There are so many reasons why some companies are in ‘survival mode’ while others are growing their base. Let’s explore some of them.

  • Credit risks – Money Management 101: Bottom line is that you must have more money coming in than going out. Those who acted more like the Grinch in either approving new accounts or holding down credit limits may not have sold as much as another aggressive company but their accounts receivables are probably much healthier and stable. Hear Ye: To all the small business owners, Branch and Profit Center Managers: remember that the CFO’s and Credit Managers at the ‘big boys’ probably get the night sweats the same as you in wondering if the A/R days are getting stretched out instead of closing in.
  • Declining sales – Sales 101: The less that is sold means that there is less profit and therefore less money to spend on ‘extra’ things. These ‘fun’ extras can include employee training and travel, holiday parties, customer appreciation events (e.g., lunches, sports tickets, golf outings), to delays in upgrading a facility (e.g., paint, carpet). However, some extras have a direct impact on employees as far as benefits and their wallets. These times have seen the employer matching 401k’s to either be temporarily postponed or cancelled altogether. They have also seen healthcare plan benefits being reduced, cancelled, or their premiums raised.
  • Reputation – Some companies, based on their reputation alone, will survive this downturn and will even prosper. Customers want to go where they feel safe. Of course, getting the best prices, the best service and the earliest deliveries don’t hurt, also.

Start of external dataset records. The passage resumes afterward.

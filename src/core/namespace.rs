//! Namespaces separate independent machines declared on one record type.

use serde::{Deserialize, Serialize};
use std::fmt;
use std::sync::OnceLock;

/// Environment variable overriding the name of the default namespace.
pub const NAMESPACE_ENV: &str = "STATEBOUND_NAMESPACE";

const FALLBACK_NAMESPACE: &str = "default";

/// Name of the default namespace, read from the environment on first use.
fn default_name() -> &'static str {
    static DEFAULT: OnceLock<String> = OnceLock::new();
    DEFAULT.get_or_init(|| match std::env::var(NAMESPACE_ENV) {
        Ok(name) if !name.is_empty() => name,
        _ => FALLBACK_NAMESPACE.to_string(),
    })
}

/// Identifier of one machine on a record type.
///
/// The default namespace is read from `STATEBOUND_NAMESPACE` once per
/// process, falling back to `"default"`. Names declared in the default namespace are used bare;
/// names in any other namespace are prefixed with it.
#[derive(Clone, PartialEq, Eq, Hash, PartialOrd, Ord, Debug, Serialize, Deserialize)]
#[serde(transparent)]
pub struct Namespace(String);

impl Namespace {
    pub fn new(name: impl Into<String>) -> Self {
        Self(name.into())
    }

    pub fn as_str(&self) -> &str {
        &self.0
    }

    pub fn is_default(&self) -> bool {
        self.0 == default_name()
    }

    /// Qualify a rule or alias name the way hosts expose it.
    ///
    /// ```rust
    /// use statebound::core::Namespace;
    ///
    /// assert_eq!(Namespace::default().qualify("activate"), "activate");
    /// assert_eq!(Namespace::new("house").qualify("cleanup"), "house_cleanup");
    /// ```
    pub fn qualify(&self, name: &str) -> String {
        if self.is_default() {
            name.to_string()
        } else {
            format!("{}_{}", self.0, name)
        }
    }
}

impl Default for Namespace {
    fn default() -> Self {
        Self(default_name().to_string())
    }
}

impl From<&str> for Namespace {
    fn from(name: &str) -> Self {
        Self::new(name)
    }
}

impl fmt::Display for Namespace {
    fn fmt(&self, f: &mut fmt::Formatter<'_>) -> fmt::Result {
        f.write_str(&self.0)
    }
}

  • Inventories – As long as companies keep the right inventory and handle the backorders promptly, they will endure. The chain distributors have the leg up due to millions of dollars in combined local inventory and distribution centers, with most backorders handled the next day. The smaller independents need to work harder in determining what A, B & C items to stock and how much. For many, trying to get to the magic seven turns per year per item is a formidable challenge.
  • Diversification – More companies have determined that adding a new industry segment to their business model is what they need to do to survive and even grow. Energy retrofit projects are becoming more popular. The energy market is primed for growth as we have a current political stand of developing new and emerging technologies. These include solar, wind, tidal, biofuels, biomass, amongst others. Those that were on the ground floor a couple of years ago when the wind energy boom started are doing very well now. Is it too late? Not yet-but hurry. The solar industry is really just beginning and there is plenty of time to get involved. In fact, the largest solar energy trade show in the U.S. hits Anaheim later this month (www.solarpowerinternational.com) with over 900 exhibitors! Electric West can’t come close to that anymore. Don’t let anyone tell you that Solar isn’t viable. Just find your niche!
  • Employees – Don’t forget that this is a people business. Without good people, even the ‘best’ companies will falter. Employees want to know that if they are being asked to share in the pain, then management should also. Options that have been used recently have included furloughs (days off without pay, up to one day per month), reduced work hours, and salary cuts. Owners need to make sure that their employees see that it affects them, too. However, not everyone seems to get it. One company recently slashed their employee’s wages, currently at 20%. Understandable during these times, fine. However, two upper management leaders recently went ahead and enjoyed separate multi-week extended overseas vacations and weren’t shy about reveling in the fun they had. The Mediterranean pictures apparently were beautiful. I can only imagine what those employees thought-and are still thinking.

Things will get better for our industry and the signs are here. Unfortunately, there will be store closings or, store ‘mergings’-that sounds much better. Christmas parties are going potluck, sports venues will see less of us, and the ages of retirement, well, let’s just not go there, shall we?